Nações Unidas, 07 (AE-REUTERS) O secretário-geral da ONU, Kofi Annan, lamentou a morte do rei Hussein, da Jordânia, hoje (07), qualificando-o de "parceiro valoroso da paz". Annan também expressou seu apoio ao novo rei, Abdullah, filho mais velho do rei, que o sucederá no trono.
"Foi com grande consternação pessoal que recebi a notícia da morte de sua majestade, o rei Hussein Ibn Talal, do reino hachemmita da Jordânia", declarou Annan em um comunicado.
Annan elogiou a "batalha de uma vida" que Hussein empreendeu para promover a paz no Oriente Médio e se disse impressionado pela coragem dele, quando em meio a seu tratamento de câncer, nos EUA, no ano passado, o rei ajudou a firmar o acordo provisório de paz entre Israel e os palestinos.
"Superando a dor em Wye Plantation, em outubro, ele nos mostrou novamente sua coragem, um ingrediente essencial em qulquer processo da paz", afirmou Annan. "Sua morte nos coloca o desafio de finalizar esse esforço, afirmou Annan, demonstrando ainda apoio ao novo monarca, que, segundo ele, "merece o apoio" da comunidade internacional na continuação do trabalho de seu pai e para perseguir a paz e a preosperidade de seu povo.

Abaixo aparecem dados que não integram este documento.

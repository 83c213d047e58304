use rust_decimal::Decimal;
use sqlx::{Row, TypeInfo, ValueRef};
use tax_core::RepositoryError;

/// Reads a decimal column.
///
/// Amounts and rates are written as TEXT so they keep their exact decimal
/// form. INTEGER and REAL values, as produced by hand-written SQL, are
/// accepted too. NULL reads as zero.
pub fn get_decimal(
    row: &sqlx::sqlite::SqliteRow,
    column: &str,
) -> Result<Decimal, RepositoryError> {
    let value_ref = row
        .try_get_raw(column)
        .map_err(|e| RepositoryError::Database(format!("Column '{}' not found: {}", column, e)))?;

    let type_info = value_ref.type_info();
    let type_name = type_info.name();

    match type_name {
        "TEXT" => {
            let val: String = row.try_get(column).map_err(|e| {
                RepositoryError::Database(format!("Failed to get TEXT from '{}': {}", column, e))
            })?;
            parse_decimal_text(&val).ok_or_else(|| {
                RepositoryError::Database(format!(
                    "Column '{}' holds '{}', which is not a decimal",
                    column, val
                ))
            })
        }
        "INTEGER" => {
            let val: i64 = row.try_get(column).map_err(|e| {
                RepositoryError::Database(format!(
                    "Failed to get INTEGER from '{}': {}",
                    column, e
                ))
            })?;
            Ok(Decimal::from(val))
        }
        "REAL" => {
            let val: f64 = row.try_get(column).map_err(|e| {
                RepositoryError::Database(format!("Failed to get REAL from '{}': {}", column, e))
            })?;
            // Through the shortest round-trip text so 0.15 stays 0.15.
            parse_decimal_text(&val.to_string()).ok_or_else(|| {
                RepositoryError::Database(format!("Failed to convert {} to Decimal", val))
            })
        }
        "NULL" => Ok(Decimal::ZERO),
        _ => Err(RepositoryError::Database(format!(
            "Unexpected type '{}' for column '{}'",
            type_name, column
        ))),
    }
}

/// Like [`get_decimal`], but NULL reads as `None`.
pub fn get_optional_decimal(
    row: &sqlx::sqlite::SqliteRow,
    column: &str,
) -> Result<Option<Decimal>, RepositoryError> {
    let value_ref = row
        .try_get_raw(column)
        .map_err(|e| RepositoryError::Database(format!("Column '{}' not found: {}", column, e)))?;

    if value_ref.is_null() {
        return Ok(None);
    }

    get_decimal(row, column).map(Some)
}

/// The TEXT form a decimal is stored in.
pub fn decimal_to_text(d: Decimal) -> String {
    d.normalize().to_string()
}

fn parse_decimal_text(raw: &str) -> Option<Decimal> {
    let trimmed = raw.trim();
    trimmed
        .parse::<Decimal>()
        .or_else(|_| Decimal::from_scientific(trimmed))
        .ok()
}

#[cfg(test)]
mod tests {
    use pretty_assertions::assert_eq;
    use rust_decimal_macros::dec;
    use sqlx::sqlite::SqlitePoolOptions;

    use super::*;

    async fn create_test_table(pool: &sqlx::sqlite::SqlitePool) {
        sqlx::query(
            "CREATE TABLE test_decimals (
                id INTEGER PRIMARY KEY,
                int_value INTEGER,
                real_value REAL,
                null_value TEXT,
                text_value TEXT,
                blob_value BLOB
            )",
        )
        .execute(pool)
        .await
        .expect("Failed to create test table");
    }

    async fn setup_test_db() -> sqlx::sqlite::SqlitePool {
        let pool = SqlitePoolOptions::new()
            .connect("sqlite::memory:")
            .await
            .expect("Failed to create in-memory database");
        create_test_table(&pool).await;
        pool
    }

    async fn fetch(
        pool: &sqlx::sqlite::SqlitePool,
        insert: &str,
        column: &str,
    ) -> sqlx::sqlite::SqliteRow {
        sqlx::query(insert)
            .execute(pool)
            .await
            .expect("Failed to insert test data");
        sqlx::query(&format!("SELECT {column} FROM test_decimals WHERE id = 1"))
            .fetch_one(pool)
            .await
            .expect("Failed to fetch row")
    }

    // get_decimal tests

    #[tokio::test]
    async fn test_get_decimal_from_text() {
        let pool = setup_test_db().await;
        let row = fetch(
            &pool,
            "INSERT INTO test_decimals (id, text_value) VALUES (1, '100.01')",
            "text_value",
        )
        .await;

        assert_eq!(get_decimal(&row, "text_value"), Ok(dec!(100.01)));
    }

    #[tokio::test]
    async fn test_get_decimal_from_text_keeps_precision() {
        let pool = setup_test_db().await;
        let row = fetch(
            &pool,
            "INSERT INTO test_decimals (id, text_value) VALUES (1, '0.123456789012345678')",
            "text_value",
        )
        .await;

        assert_eq!(get_decimal(&row, "text_value"), Ok(dec!(0.123456789012345678)));
    }

    #[tokio::test]
    async fn test_get_decimal_from_non_numeric_text() {
        let pool = setup_test_db().await;
        let row = fetch(
            &pool,
            "INSERT INTO test_decimals (id, text_value) VALUES (1, 'not a number')",
            "text_value",
        )
        .await;

        assert_eq!(
            get_decimal(&row, "text_value"),
            Err(RepositoryError::Database(
                "Column 'text_value' holds 'not a number', which is not a decimal".to_string()
            ))
        );
    }

    #[tokio::test]
    async fn test_get_decimal_from_integer() {
        let pool = setup_test_db().await;
        let row = fetch(
            &pool,
            "INSERT INTO test_decimals (id, int_value) VALUES (1, -99999)",
            "int_value",
        )
        .await;

        assert_eq!(get_decimal(&row, "int_value"), Ok(dec!(-99999)));
    }

    #[tokio::test]
    async fn test_get_decimal_from_real() {
        let pool = setup_test_db().await;
        let row = fetch(
            &pool,
            "INSERT INTO test_decimals (id, real_value) VALUES (1, 0.15)",
            "real_value",
        )
        .await;

        assert_eq!(get_decimal(&row, "real_value"), Ok(dec!(0.15)));
    }

    #[tokio::test]
    async fn test_get_decimal_from_null_returns_zero() {
        let pool = setup_test_db().await;
        let row = fetch(
            &pool,
            "INSERT INTO test_decimals (id, null_value) VALUES (1, NULL)",
            "null_value",
        )
        .await;

        assert_eq!(get_decimal(&row, "null_value"), Ok(Decimal::ZERO));
    }

    #[tokio::test]
    async fn test_get_decimal_column_not_found() {
        let pool = setup_test_db().await;
        let row = fetch(&pool, "INSERT INTO test_decimals (id) VALUES (1)", "id").await;

        let result = get_decimal(&row, "nonexistent_column");

        assert!(matches!(result, Err(RepositoryError::Database(msg)) if msg.starts_with("Column 'nonexistent_column' not found:")));
    }

    #[tokio::test]
    async fn test_get_decimal_unexpected_type() {
        let pool = setup_test_db().await;
        let row = fetch(
            &pool,
            "INSERT INTO test_decimals (id, blob_value) VALUES (1, x'00ff')",
            "blob_value",
        )
        .await;

        assert_eq!(
            get_decimal(&row, "blob_value"),
            Err(RepositoryError::Database(
                "Unexpected type 'BLOB' for column 'blob_value'".to_string()
            ))
        );
    }

    // get_optional_decimal tests

    #[tokio::test]
    async fn test_get_optional_decimal_from_text() {
        let pool = setup_test_db().await;
        let row = fetch(
            &pool,
            "INSERT INTO test_decimals (id, text_value) VALUES (1, '3000')",
            "text_value",
        )
        .await;

        assert_eq!(get_optional_decimal(&row, "text_value"), Ok(Some(dec!(3000))));
    }

    #[tokio::test]
    async fn test_get_optional_decimal_from_null_returns_none() {
        let pool = setup_test_db().await;
        let row = fetch(
            &pool,
            "INSERT INTO test_decimals (id, null_value) VALUES (1, NULL)",
            "null_value",
        )
        .await;

        assert_eq!(get_optional_decimal(&row, "null_value"), Ok(None));
    }

    // decimal_to_text tests

    #[test]
    fn test_decimal_to_text_drops_trailing_zeros() {
        assert_eq!(decimal_to_text(dec!(0.150)), "0.15");
        assert_eq!(decimal_to_text(dec!(100.00)), "100");
    }

    #[test]
    fn test_decimal_to_text_keeps_sign_and_fraction() {
        assert_eq!(decimal_to_text(dec!(-456.78)), "-456.78");
        assert_eq!(decimal_to_text(dec!(0.0001)), "0.0001");
    }
}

Em Londres, o primeiro-ministro Tony Blair eleogiu o rei Hussein e acrescentou que confia planamente na capicidade de seu sucessor. Segundo Blair, o novo rei "deverá ser um amigo da paz no Oriente Médio".
O primeiro-minsitro britânico, que comparecerá aos funerais do rei Hussein, disse: "As vitórias do rei Hussein para a Jordânia e para a causa da paz serão lembrados por muito tempo em meu país e em todo o mundo com gratidão e afeto."
A Espanha lamentou também a morte do rei, ressaltando que sua morte representa uma perda não apenas para a Jordânia, mas para toda a comunidade internacional. O rei Juan Carlos e a rainha Sofia, ao lado de seus três filhos, assistirão aos funerais do monarca, informou a rádio estatal, acrescentando que a família real espanhola tem uma história repleta de vínculos com a família de Hussein.
Por sua vez, o chanceler alemão, Gerhard Schr”der, em telegrama enviado ao filho e sucessor de Hussein, lembrou "a sabedoria, a perspecácia e o compromisso pessoal inesgotável" do rei na busca da paz para o Oriente Médio. "Seus esforços humanos e pessoais ganharam o respeito e o roconhecimento do mundo", concluiu Schr”der.